Oh, I think it is great how many of you guys watch Dennis' videos. He is a great guy. =)


----------



## maryjane (Jul 15, 2006)

Hmm, I've either missed the boat here or there is charcoal in my red grit and I've somehow never noticed (have to go out and see, it's still frosty out there though lol). I get a red "pigeon grit" from a feed store where they are pretty darned pigeon-oriented and carry four different types of pigeon mixes. Guess I'll head over today and ask "Where's the charcoal man?? All of these people on Pigeon Talk wouldn't steer me wrong!!"


----------



## Happy (Dec 19, 2004)

The Red on Red Grit is Iron Oxide. The original use for it was to color all the Grit Red which is usually mostly Granite, some Limestone, Oyster Shell, a Little Charcol & Salt added so the birds wouldn't pick just what they want, but now things sell better if people can see little goodies in the grit... Just take a handful of the Red Grit & run it under water washing, & you'll see what ya have in the grit.I used to work in a Pigeon/Chicken/small bird Grit Factory in the 50's.... 
Happy


----------



## ronald (Dec 24, 2007)

*charcoal*

I use a mixture of charcoal-red grit-osyster shell during breeding, i eliminate
the charcoal after breeding season is over . Charcoal purchased from Global
Pigeon Supply in a 3lb bag.


----------



## TheSnipes (Apr 9, 2007)

Happy said:


> The Red on Red Grit is Iron Oxide. The original use for it was to color all the Grit Red which is usually mostly Granite, some Limestone, Oyster Shell, a Little Charcol & Salt added so the birds wouldn't pick just what they want, but now things sell better if people can see little goodies in the grit... Just take a handful of the Red Grit & run it under water washing, & you'll see what ya have in the grit.I used to work in a Pigeon/Chicken/small bird Grit Factory in the 50's....
> Happy


That's the stuff. I read the ingredients today, it is identical to the chicken grit. Dunno why it's red! Also lists charcoal. I left it in the car so I can't reprint the exact breakdown...


----------



## MaryOfExeter (Sep 30, 2007)

*digs out a grit bag ingredient tag I saved*

"Red Performance Grit"

Mine apparently has:

"Oyster shell, granite, washed heat treated silica, calcite potassium sulfate, magnesuim sulfate, zinc oxide, calcium carbonate, (something-oxide that got cut off), iron carbonate, copper oxide, (calcium-something that got cut off), sodium selenite, sulphur, calcium sulfate, oil (I think it says...blend? yet another thing I can't really read), vitamin A, D, and E.

Calcium - 25%
Sodium - min 2%, max 3%
Charcoal 1%"


....Well....I think they could have been _a little more_ complicated, no?  
So mine is basically salt, charcoal, granite, oyster shell, and enriched with vitamins. If they could have just said that on the label, it would have worked just fine for me! 

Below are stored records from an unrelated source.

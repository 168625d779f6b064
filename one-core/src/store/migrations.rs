use rusqlite::Connection;

use crate::error::OneResult;

/// Apply every migration not yet recorded in `_migrations`.
pub fn run_migrations(conn: &Connection) -> OneResult<()> {
    conn.execute_batch(
        "CREATE TABLE IF NOT EXISTS _migrations (
            id INTEGER PRIMARY KEY,
            name TEXT NOT NULL UNIQUE,
            applied_at TEXT DEFAULT CURRENT_TIMESTAMP
        );",
    )?;

    let migrations: [(&str, &str); 2] = [
        ("001_initial_schema", MIGRATION_001_INITIAL_SCHEMA),
        ("002_indexes", MIGRATION_002_INDEXES),
    ];

    for (name, sql) in migrations {
        if !migration_applied(conn, name)? {
            conn.execute_batch(sql)?;
            conn.execute("INSERT INTO _migrations (name) VALUES (?1)", [name])?;
            tracing::debug!(migration = name, "Applied migration");
        }
    }

    Ok(())
}

fn migration_applied(conn: &Connection, name: &str) -> OneResult<bool> {
    let count: i64 = conn.query_row(
        "SELECT COUNT(*) FROM _migrations WHERE name = ?1",
        [name],
        |row| row.get(0),
    )?;
    Ok(count > 0)
}

const MIGRATION_001_INITIAL_SCHEMA: &str = r#"
CREATE TABLE credentials (
    user_id TEXT PRIMARY KEY,
    access_token TEXT NOT NULL,
    refresh_token TEXT,
    expires_at TEXT,
    created_at TEXT NOT NULL,
    updated_at TEXT NOT NULL
);

-- Primary calendar metadata, one row per user
CREATE TABLE calendars (
    user_id TEXT PRIMARY KEY,
    id TEXT NOT NULL,
    summary TEXT NOT NULL,
    description TEXT,
    time_zone TEXT NOT NULL,
    created_at TEXT NOT NULL,
    updated_at TEXT NOT NULL
);

CREATE TABLE events (
    user_id TEXT NOT NULL,
    id TEXT NOT NULL,
    calendar_id TEXT NOT NULL,
    summary TEXT NOT NULL,
    description TEXT,
    location TEXT,
    start_time TEXT NOT NULL,
    end_time TEXT NOT NULL,
    all_day INTEGER NOT NULL DEFAULT 0,
    attendees TEXT NOT NULL DEFAULT '[]',
    status TEXT NOT NULL,
    color_id TEXT,
    color TEXT NOT NULL,
    source TEXT,
    event_created_at TEXT,
    event_updated_at TEXT,
    created_at TEXT NOT NULL,
    updated_at TEXT NOT NULL,
    PRIMARY KEY (user_id, id)
);
"#;

const MIGRATION_002_INDEXES: &str = r#"
CREATE INDEX idx_events_user_start ON events(user_id, start_time);
CREATE INDEX idx_events_user_calendar ON events(user_id, calendar_id, start_time);
"#;
//! The signed-in user, as forwarded by the auth provider in request headers.

use axum::extract::FromRequestParts;
use axum::http::request::Parts;
use one_core::OneError;

use crate::routes::AppError;

pub const USER_ID_HEADER: &str = "x-user-id";
pub const USER_EMAIL_HEADER: &str = "x-user-email";
pub const USER_NAME_HEADER: &str = "x-user-name";
pub const USER_IMAGE_HEADER: &str = "x-user-image";

#[derive(Debug, Clone, PartialEq)]
pub struct Session {
    pub user_id: String,
    pub email: Option<String>,
    pub name: Option<String>,
    pub image: Option<String>,
}

fn header(parts: &Parts, name: &str) -> Option<String> {
    parts
        .headers
        .get(name)
        .and_then(|v| v.to_str().ok())
        .map(str::trim)
        .filter(|v| !v.is_empty())
        .map(String::from)
}

impl<S> FromRequestParts<S> for Session
where
    S: Send + Sync,
{
    type Rejection = AppError;

    async fn from_request_parts(parts: &mut Parts, _state: &S) -> Result<Self, Self::Rejection> {
        let user_id = header(parts, USER_ID_HEADER).ok_or(OneError::Unauthenticated)?;

        Ok(Session {
            user_id,
            email: header(parts, USER_EMAIL_HEADER),
            name: header(parts, USER_NAME_HEADER),
            image: header(parts, USER_IMAGE_HEADER),
        })
    }
}

#[cfg(test)]
mod tests {
    use super::*;
    use axum::http::Request;

    async fn extract(request: Request<()>) -> Result<Session, AppError> {
        let (mut parts, _) = request.into_parts();
        Session::from_request_parts(&mut parts, &()).await
    }

    #[tokio::test]
    async fn test_session_from_headers() {
        let request = Request::builder()
            .header(USER_ID_HEADER, "user-1")
            .header(USER_EMAIL_HEADER, "alice@example.com")
            .body(())
            .unwrap();

        let session = extract(request).await.unwrap();

        assert_eq!(session.user_id, "user-1");
        assert_eq!(session.email.as_deref(), Some("alice@example.com"));
        assert_eq!(session.name, None);
    }

    #[tokio::test]
    async fn test_missing_or_blank_user_id_is_unauthenticated() {
        let missing = extract(Request::builder().body(()).unwrap()).await;
        assert_eq!(missing.unwrap_err().0, OneError::Unauthenticated);

        let blank = Request::builder()
            .header(USER_ID_HEADER, "  ")
            .body(())
            .unwrap();
        assert_eq!(extract(blank).await.unwrap_err().0, OneError::Unauthenticated);
    }
}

I'd say this stuff is pretty good. My birds sure do think so! Speaking of which...I REALLY need to go get more. I ran out  I'll probably just end up getting chicken grit from TSC though, since it's closer. My dad said to get chick grit, while I say to get adult chicken grit. Which do you think would work? Or does it matter (either way my birds ARENT going to like me for the change)? Chick grit sounds awful...small...


----------



## TheSnipes (Apr 9, 2007)

MaryOfExeter said:


> I'll probably just end up getting chicken grit from TSC though, since it's closer. My dad said to get chick grit, while I say to get adult chicken grit. Which do you think would work? Or does it matter (either way my birds ARENT going to like me for the change)? Chick grit sounds awful...small...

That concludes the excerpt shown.